More and more people around the world are being infected with the COVID-19 virus, and the number of those infected is also increasing in Afghanistan. The fragile health care system could hardly react to a nationwide outbreak. Johanniter therefore supports the health authorities in screening, education and protective equipment for staff and patients.

In Afghanistan, the first case of COVID-19 was already reported at the end of February. In the meantime, the number of infected people has risen to over 700. 23 people have already died. A country marked by decades of war and political unrest is barely able to provide adequate medical care for its people. The underdeveloped health system would be completely overwhelmed with a large number of people infected with COVID-19. "More than 100,000 people could die," fears the Afghan Ministry of Health.
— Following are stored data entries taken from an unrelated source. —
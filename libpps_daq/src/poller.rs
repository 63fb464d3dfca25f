use bit_set::BitSet;
use std::io::ErrorKind;
use std::os::fd::AsRawFd;
use std::time::Duration;

/// Tokens of the sources found readable by one call to `Poller::poll`.
#[derive(Debug, Clone, Default)]
pub struct ReadySet {
    ready: BitSet,
}

impl ReadySet {
    pub fn is_ready(&self, token: usize) -> bool {
        self.ready.contains(token)
    }

    pub fn iter(&self) -> impl Iterator<Item = usize> + '_ {
        self.ready.iter()
    }

    pub fn len(&self) -> usize {
        self.ready.len()
    }

    pub fn is_empty(&self) -> bool {
        self.ready.is_empty()
    }
}

/// Readiness multiplexing over `poll(2)`.
///
/// Sources are registered with a token; a source which hung up or errored is reported as
/// ready so that the following read surfaces the problem.
#[derive(Default)]
pub struct Poller {
    fds: Vec<libc::pollfd>,
    tokens: Vec<usize>,
}

impl Poller {
    pub fn new() -> Self {
        Self::default()
    }

    pub fn register<S: AsRawFd>(&mut self, source: &S, token: usize) {
        self.fds.push(libc::pollfd {
            fd: source.as_raw_fd(),
            events: libc::POLLIN,
            revents: 0,
        });
        self.tokens.push(token);
    }

    pub fn clear(&mut self) {
        self.fds.clear();
        self.tokens.clear();
    }

    /// Wait at most `timeout` for a registered source to become readable. A zero timeout
    /// only samples the current state.
    pub fn poll(&mut self, timeout: Duration) -> Result<ReadySet, std::io::Error> {
        let mut ready = ReadySet::default();
        if self.fds.is_empty() {
            return Ok(ready);
        }

        let timeout_ms = timeout.as_millis().min(libc::c_int::MAX as u128) as libc::c_int;
        // Safety: the pointer and length describe self.fds, which outlives the call
        let n_ready = unsafe {
            libc::poll(
                self.fds.as_mut_ptr(),
                self.fds.len() as libc::nfds_t,
                timeout_ms,
            )
        };
        if n_ready < 0 {
            let error = std::io::Error::last_os_error();
            if error.kind() == ErrorKind::Interrupted {
                return Ok(ready);
            }
            return Err(error);
        }

        for (fd, token) in self.fds.iter().zip(self.tokens.iter()) {
            if fd.revents & (libc::POLLIN | libc::POLLHUP | libc::POLLERR) != 0 {
                ready.ready.insert(*token);
            }
        }
        Ok(ready)
    }
}

#[cfg(test)]
mod tests {
    use super::*;
    use std::io::Write;
    use std::net::{TcpListener, TcpStream};

    #[test]
    fn test_poll_reports_readable_sockets() {
        let server = TcpListener::bind("127.0.0.1:0").unwrap();
        let mut client = TcpStream::connect(server.local_addr().unwrap()).unwrap();
        let (accepted, _) = server.accept().unwrap();

        let mut poller = Poller::new();
        poller.register(&accepted, 7);
        assert!(poller.poll(Duration::ZERO).unwrap().is_empty());

        client.write_all(&[1, 2, 3]).unwrap();
        let ready = poller.poll(Duration::from_secs(5)).unwrap();
        assert!(ready.is_ready(7));
        assert_eq!(ready.iter().collect::<Vec<usize>>(), vec![7]);

        poller.clear();
        assert!(poller.poll(Duration::ZERO).unwrap().is_empty());
    }

    #[test]
    fn test_pending_connection_is_ready() {
        let server = TcpListener::bind("127.0.0.1:0").unwrap();
        let mut poller = Poller::new();
        poller.register(&server, 0);
        assert_eq!(poller.poll(Duration::ZERO).unwrap().len(), 0);
        let _client = TcpStream::connect(server.local_addr().unwrap()).unwrap();
        assert!(poller.poll(Duration::from_secs(5)).unwrap().is_ready(0));
    }
}
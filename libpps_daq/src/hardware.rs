use serde::{Deserialize, Serialize};
use std::time::Duration;

use super::constants::RESET_PULSE_US;
use super::error::HardwareError;
use super::tdc_event::TdcEvent;

/// Raw access to the registers of a board on the bus.
pub trait RegisterAccess {
    fn read_register(&self, offset: u32) -> Result<u32, HardwareError>;
    fn write_register(&self, offset: u32, word: u32) -> Result<(), HardwareError>;
}

/// The unit distributing control lines to every TDC and counting the triggers it fans out.
pub trait TriggerFanout {
    fn start_scaler(&mut self) -> Result<(), HardwareError>;
    fn stop_scaler(&mut self) -> Result<(), HardwareError>;
    fn read_scaler(&mut self) -> Result<u32, HardwareError>;
    /// Raise the reset and clear lines of every TDC at once
    fn pulse_reset_clear(&mut self) -> Result<(), HardwareError>;
}

/// Outcome of one readout of a TDC board.
///
/// The acquisition loop matches on this instead of relying on errors to learn that the
/// hardware halted.
#[derive(Debug, Clone)]
pub enum DrainStatus {
    /// Words read from the board, possibly none
    Events(Vec<TdcEvent>),
    /// Readout failed but acquisition can go on
    Advisory(HardwareError),
    /// The board reports the run is over
    AcquisitionStop,
    /// Readout failed and the run cannot go on
    Fatal(HardwareError),
}

/// A TDC board as seen by the acquisition.
pub trait TdcBoard {
    fn base_address(&self) -> u32;
    /// Raw acquisition mode code, as reported by the board
    fn acquisition_mode(&self) -> u32;
    /// Raw detection mode code, as reported by the board
    fn detection_mode(&self) -> u32;
    fn fetch_events(&mut self) -> DrainStatus;
    /// Ask the board to stop acquiring; the following readouts end with `AcquisitionStop`
    fn abort(&mut self);
}

/// Location of the fanout registers and bits used by the acquisition.
#[derive(Debug, Clone, Serialize, Deserialize, PartialEq, Eq)]
pub struct FanoutRegisterMap {
    pub control: u32,
    pub scaler_counter: u32,
    pub tdc_lines: u32,
    pub scaler_enable_bit: u8,
    pub scaler_reset_bit: u8,
    pub reset_line: u32,
    pub clear_line: u32,
}

impl Default for FanoutRegisterMap {
    fn default() -> Self {
        Self {
            control: 0x1018,
            scaler_counter: 0x1024,
            tdc_lines: 0x1014,
            scaler_enable_bit: 4,
            scaler_reset_bit: 5,
            reset_line: 0x2,
            clear_line: 0x1,
        }
    }
}

/// A trigger fanout driven through its registers.
#[derive(Debug)]
pub struct FanoutUnit<R: RegisterAccess> {
    registers: R,
    map: FanoutRegisterMap,
    settle_time: Duration,
}

impl<R: RegisterAccess> FanoutUnit<R> {
    pub fn new(registers: R, map: FanoutRegisterMap) -> Self {
        Self {
            registers,
            map,
            settle_time: Duration::from_micros(RESET_PULSE_US),
        }
    }

    pub fn get_registers(&self) -> &R {
        &self.registers
    }

    fn set_control_bit(&self, control: u32, bit: u8, value: bool) -> u32 {
        if value {
            control | (1 << bit)
        } else {
            control & !(1 << bit)
        }
    }

    fn set_tdc_lines(&self, lines: u32) -> Result<(), HardwareError> {
        if self.registers.read_register(self.map.tdc_lines)? == lines {
            return Ok(());
        }
        self.registers.write_register(self.map.tdc_lines, lines)
    }
}

impl<R: RegisterAccess> TriggerFanout for FanoutUnit<R> {
    fn start_scaler(&mut self) -> Result<(), HardwareError> {
        // Stop and reset the counter first, then release the reset and enable it
        let mut control = self.registers.read_register(self.map.control)?;
        control = self.set_control_bit(control, self.map.scaler_enable_bit, false);
        control = self.set_control_bit(control, self.map.scaler_reset_bit, true);
        self.registers.write_register(self.map.control, control)?;
        std::thread::sleep(self.settle_time);
        control = self.set_control_bit(control, self.map.scaler_enable_bit, true);
        control = self.set_control_bit(control, self.map.scaler_reset_bit, false);
        self.registers.write_register(self.map.control, control)?;
        std::thread::sleep(self.settle_time);
        Ok(())
    }

    fn stop_scaler(&mut self) -> Result<(), HardwareError> {
        let control = self.registers.read_register(self.map.control)?;
        let control = self.set_control_bit(control, self.map.scaler_enable_bit, false);
        self.registers.write_register(self.map.control, control)
    }

    fn read_scaler(&mut self) -> Result<u32, HardwareError> {
        self.registers.read_register(self.map.scaler_counter)
    }

    fn pulse_reset_clear(&mut self) -> Result<(), HardwareError> {
        self.set_tdc_lines(self.map.reset_line | self.map.clear_line)?;
        std::thread::sleep(self.settle_time);
        self.set_tdc_lines(0x0)
    }
}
We at Johanniter have been active in Afghanistan in the health sector for years. That is why we have included measures to protect against the virus in our activities. In three regions of the country - Kunduz, Khost and Kabul - we are helping to minimise infection rates.

For example, fever screenings are carried out on important access roads to major cities. Information material consisting of posters, flyers and stickers was produced and, for example, displayed and distributed in Kabul's informal settlements. Furthermore, we support the families with hygiene material.

The people in the informal settlements all around Kabul live together under the poorest conditions in the most confined spaces. An outbreak would have the worst consequences here.
Jens Schwalb, Head of Head of Department responsible for Afghanistan

Support for partners in border regions

We also support our local partner organisations "Just for Afghan Capacity Knowledge" (JACK) in Kunduz and "Afghanistan Centre for Development and Training" (ACTD) in Khost with protective equipment, masks and disinfection material for the medical staff in the clinics.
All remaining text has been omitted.